» Your task: Retype the data below in full, keeping every character as it is.

Saved data entries:

--- START ---

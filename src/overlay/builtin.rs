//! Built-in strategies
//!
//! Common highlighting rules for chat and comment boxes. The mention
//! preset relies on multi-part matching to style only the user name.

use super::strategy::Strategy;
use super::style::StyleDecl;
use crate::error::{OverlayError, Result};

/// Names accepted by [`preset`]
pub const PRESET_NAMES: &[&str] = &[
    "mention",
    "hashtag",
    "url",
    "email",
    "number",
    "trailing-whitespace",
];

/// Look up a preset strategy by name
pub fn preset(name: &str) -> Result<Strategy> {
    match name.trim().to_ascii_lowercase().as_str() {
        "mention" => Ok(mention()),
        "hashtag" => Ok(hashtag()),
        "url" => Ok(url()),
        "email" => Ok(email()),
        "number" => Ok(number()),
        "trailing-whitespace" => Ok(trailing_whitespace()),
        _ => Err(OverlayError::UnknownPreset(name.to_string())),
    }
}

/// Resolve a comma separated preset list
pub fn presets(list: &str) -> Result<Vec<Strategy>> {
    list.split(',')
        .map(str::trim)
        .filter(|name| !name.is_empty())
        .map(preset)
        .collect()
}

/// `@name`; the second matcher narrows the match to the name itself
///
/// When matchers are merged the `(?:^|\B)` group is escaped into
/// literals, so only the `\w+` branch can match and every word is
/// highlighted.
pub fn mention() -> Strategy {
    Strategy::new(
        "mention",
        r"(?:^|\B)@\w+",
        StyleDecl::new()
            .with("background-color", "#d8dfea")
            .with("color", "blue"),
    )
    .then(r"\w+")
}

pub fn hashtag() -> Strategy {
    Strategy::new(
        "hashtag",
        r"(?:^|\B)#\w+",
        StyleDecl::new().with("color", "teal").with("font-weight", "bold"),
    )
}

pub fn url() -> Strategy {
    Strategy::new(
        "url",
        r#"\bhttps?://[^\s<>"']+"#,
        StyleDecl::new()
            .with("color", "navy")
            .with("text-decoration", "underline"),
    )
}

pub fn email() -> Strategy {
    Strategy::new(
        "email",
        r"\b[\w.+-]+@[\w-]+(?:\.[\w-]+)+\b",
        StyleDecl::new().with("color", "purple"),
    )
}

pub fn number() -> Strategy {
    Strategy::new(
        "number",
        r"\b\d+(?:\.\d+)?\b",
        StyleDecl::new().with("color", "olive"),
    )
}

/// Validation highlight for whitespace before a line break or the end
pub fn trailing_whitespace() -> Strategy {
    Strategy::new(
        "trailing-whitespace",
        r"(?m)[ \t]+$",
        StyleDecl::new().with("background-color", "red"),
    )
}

--- END ---

» Solution to this problem:
filename src/overlay/builtin.rs
//! Built-in strategies
//!
//! Common highlighting rules for chat and comment boxes. The mention
//! preset relies on multi-part matching to style only the user name.

use super::strategy::Strategy;
use super::style::StyleDecl;
use crate::error::{OverlayError, Result};

/// Names accepted by [`preset`]
pub const PRESET_NAMES: &[&str] = &[
    "mention",
    "hashtag",
    "url",
    "email",
    "number",
    "trailing-whitespace",
];

/// Look up a preset strategy by name
pub fn preset(name: &str) -> Result<Strategy> {
    match name.trim().to_ascii_lowercase().as_str() {
        "mention" => Ok(mention()),
        "hashtag" => Ok(hashtag()),
        "url" => Ok(url()),
        "email" => Ok(email()),
        "number" => Ok(number()),
        "trailing-whitespace" => Ok(trailing_whitespace()),
        _ => Err(OverlayError::UnknownPreset(name.to_string())),
    }
}

/// Resolve a comma separated preset list
pub fn presets(list: &str) -> Result<Vec<Strategy>> {
    list.split(',')
        .map(str::trim)
        .filter(|name| !name.is_empty())
        .map(preset)
        .collect()
}

/// `@name`; the second matcher narrows the match to the name itself
///
/// When matchers are merged the `(?:^|\B)` group is escaped into
/// literals, so only the `\w+` branch can match and every word is
/// highlighted.
pub fn mention() -> Strategy {
    Strategy::new(
        "mention",
        r"(?:^|\B)@\w+",
        StyleDecl::new()
            .with("background-color", "#d8dfea")
            .with("color", "blue"),
    )
    .then(r"\w+")
}

pub fn hashtag() -> Strategy {
    Strategy::new(
        "hashtag",
        r"(?:^|\B)#\w+",
        StyleDecl::new().with("color", "teal").with("font-weight", "bold"),
    )
}

pub fn url() -> Strategy {
    Strategy::new(
        "url",
        r#"\bhttps?://[^\s<>"']+"#,
        StyleDecl::new()
            .with("color", "navy")
            .with("text-decoration", "underline"),
    )
}

pub fn email() -> Strategy {
    Strategy::new(
        "email",
        r"\b[\w.+-]+@[\w-]+(?:\.[\w-]+)+\b",
        StyleDecl::new().with("color", "purple"),
    )
}

pub fn number() -> Strategy {
    Strategy::new(
        "number",
        r"\b\d+(?:\.\d+)?\b",
        StyleDecl::new().with("color", "olive"),
    )
}

/// Validation highlight for whitespace before a line break or the end
pub fn trailing_whitespace() -> Strategy {
    Strategy::new(
        "trailing-whitespace",
        r"(?m)[ \t]+$",
        StyleDecl::new().with("background-color", "red"),
    )
}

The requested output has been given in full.